Dear
Mr. President,
Your December 12 letter arrived
today thanking me for “the letter you sent this spring and for sharing your
thoughts. I read your message with interest.” No clue which of the 55 letters I
sent this spring you’re referring to or what issue but you repeated the standard
“my highest priority is the safety of the American people,” so it might have
something to do with your covert wars or drone strikes or assassination program
or your war on whistleblowers or indefinite detentions or who knows what. The
next sentence is also puzzling: “Tough times and big decisions will necessarily
bring our ideas about how to move forward into starker contrast.” No clue in the
letter what big decisions you’ve got in mind but a big decision would be to
shut down the NSA and the CIA and cut the Pentagon budget in half next year and
half again in 2015 and use the money to restore the social contract and the
social safety net. Another big decision would be to double tax rates on corporations
and the rich and use that money to rebuild our infrastructure. How about
single-payer healthcare? Or ending covert wars? How about amnesty for Manning
and Snowden and Kiriakou and all the other whistle blowers? All big decisions
and all about as likely as a snowball in hell. I’d like to think you actually
read one of my letters this spring and considered the issues I raised but you’re
a busy guy with important things to do, like attending the weekly Kill List meeting
to decide who gets whacked this week, and keeping all your secrets secret and the
tech companies tamped down and the countries we spy on mollified, and keeping
the good times rolling for your rich patrons. Your letter came in a 9 x 12 manila
envelope, First Class, $1.32 postage and “DO NOT BEND” stamped on the front. At
first I thought maybe it was some kind of diploma thanking me for pointing out
the counter error on the “Contact the White House” web page (my December 14 letter)
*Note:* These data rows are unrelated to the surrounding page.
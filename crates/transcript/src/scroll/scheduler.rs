use std::collections::HashMap;
use std::hash::Hash;
use std::time::Duration;
use tokio::time::Instant;

/// Handle identifying one scheduled run.
#[derive(Debug, Clone, Copy, PartialEq, Eq, Hash, PartialOrd, Ord)]
pub struct TaskHandle(u64);

#[derive(Debug, Clone, Copy)]
struct PendingTask {
    handle: TaskHandle,
    deadline: Instant,
}

/// Trailing-edge debouncer with at most one pending run per key.
///
/// Scheduling a key replaces that key's pending run. Nothing fires on its
/// own: the owner drains due runs with [`DebounceScheduler::take_due`] and
/// decides when to call it (a timer, a frame tick, a test).
#[derive(Debug)]
pub struct DebounceScheduler<K> {
    pending: HashMap<K, PendingTask>,
    next_handle: u64,
}

impl<K: Copy + Eq + Hash> DebounceScheduler<K> {
    pub fn new() -> Self {
        Self { pending: HashMap::new(), next_handle: 0 }
    }

    /// Arm `key` to fire `delay` after `now`, cancelling its previous run.
    pub fn schedule(&mut self, key: K, delay: Duration, now: Instant) -> TaskHandle {
        let handle = TaskHandle(self.next_handle);
        self.next_handle += 1;
        self.pending.insert(key, PendingTask { handle, deadline: now + delay });
        handle
    }

    /// Cancel the pending run for `key`. Returns false if nothing was pending.
    pub fn cancel(&mut self, key: K) -> bool {
        self.pending.remove(&key).is_some()
    }

    /// Cancel every pending run. Returns the number cancelled.
    pub fn cancel_all(&mut self) -> usize {
        let count = self.pending.len();
        self.pending.clear();
        count
    }

    /// Whether `key` has a run waiting.
    pub fn is_pending(&self, key: K) -> bool {
        self.pending.contains_key(&key)
    }

    /// Handle of the run currently armed for `key`.
    pub fn pending_handle(&self, key: K) -> Option<TaskHandle> {
        self.pending.get(&key).map(|task| task.handle)
    }

    /// Number of keys with a run waiting.
    pub fn pending_count(&self) -> usize {
        self.pending.len()
    }

    /// Earliest deadline among pending runs.
    pub fn next_deadline(&self) -> Option<Instant> {
        self.pending.values().map(|task| task.deadline).min()
    }

    /// Remove and return every run whose deadline is at or before `now`,
    /// earliest first.
    pub fn take_due(&mut self, now: Instant) -> Vec<(K, TaskHandle)> {
        let mut due: Vec<(K, PendingTask)> = self
            .pending
            .iter()
            .filter(|(_, task)| task.deadline <= now)
            .map(|(key, task)| (*key, *task))
            .collect();
        due.sort_by_key(|(_, task)| (task.deadline, task.handle));

        for (key, _) in &due {
            self.pending.remove(key);
        }
        due.into_iter().map(|(key, task)| (key, task.handle)).collect()
    }
}

impl<K: Copy + Eq + Hash> Default for DebounceScheduler<K> {
    fn default() -> Self {
        Self::new()
    }
}

#[cfg(test)]
mod tests {
    use super::*;

    const MS: Duration = Duration::from_millis(1);

    #[test]
    fn test_schedule_and_fire() {
        let mut scheduler = DebounceScheduler::new();
        let t0 = Instant::now();
        let handle = scheduler.schedule("main", 100 * MS, t0);

        assert!(scheduler.take_due(t0 + 99 * MS).is_empty());
        assert_eq!(scheduler.take_due(t0 + 100 * MS), vec![("main", handle)]);
        assert!(!scheduler.is_pending("main"));
    }

    #[test]
    fn test_burst_collapses_to_last_trigger() {
        let mut scheduler = DebounceScheduler::new();
        let t0 = Instant::now();

        let mut last = None;
        for i in 0..10 {
            last = Some(scheduler.schedule("main", 100 * MS, t0 + i * 10 * MS));
        }

        assert_eq!(scheduler.pending_count(), 1);
        assert_eq!(scheduler.pending_handle("main"), last);
        assert!(scheduler.take_due(t0 + 150 * MS).is_empty());

        let fired = scheduler.take_due(t0 + 190 * MS);
        assert_eq!(fired.len(), 1);
        assert_eq!(Some(fired[0].1), last);
    }

    #[test]
    fn test_keys_are_independent() {
        let mut scheduler = DebounceScheduler::new();
        let t0 = Instant::now();
        scheduler.schedule("main", 100 * MS, t0);
        scheduler.schedule("reasoning", 150 * MS, t0);
        scheduler.schedule("main", 100 * MS, t0 + 20 * MS);

        assert_eq!(scheduler.pending_count(), 2);
        assert_eq!(scheduler.next_deadline(), Some(t0 + 120 * MS));

        let fired: Vec<&str> = scheduler.take_due(t0 + 200 * MS).into_iter().map(|(k, _)| k).collect();
        assert_eq!(fired, vec!["main", "reasoning"]);
    }

    #[test]
    fn test_zero_delay_is_due_immediately() {
        let mut scheduler = DebounceScheduler::new();
        let t0 = Instant::now();
        scheduler.schedule("main", Duration::ZERO, t0);
        assert_eq!(scheduler.take_due(t0).len(), 1);
    }

    #[test]
    fn test_cancel() {
        let mut scheduler = DebounceScheduler::new();
        let t0 = Instant::now();
        scheduler.schedule("main", 100 * MS, t0);
        scheduler.schedule("reasoning", 100 * MS, t0);

        assert!(scheduler.cancel("main"));
        assert!(!scheduler.cancel("main"));
        assert_eq!(scheduler.cancel_all(), 1);
        assert!(scheduler.take_due(t0 + 500 * MS).is_empty());
        assert_eq!(scheduler.next_deadline(), None);
    }
}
or maybe even an award for the most letters of complaint sent to you over the
past year, but when I opened that big envelope there was just this dinky 5 sentence
note on a sheet of your 6½ x 9 stationery with your robosignature and a piece
of cardboard like the back of an 8½ x 11 yellow tablet to make sure it didn’t
get bent. When I thought about it however, it fits your MO; great packaging but
little content. That envelope today was kind of analogous to a Texas belt
buckle: the bigger the buckle, the smaller the man. If you get my gist.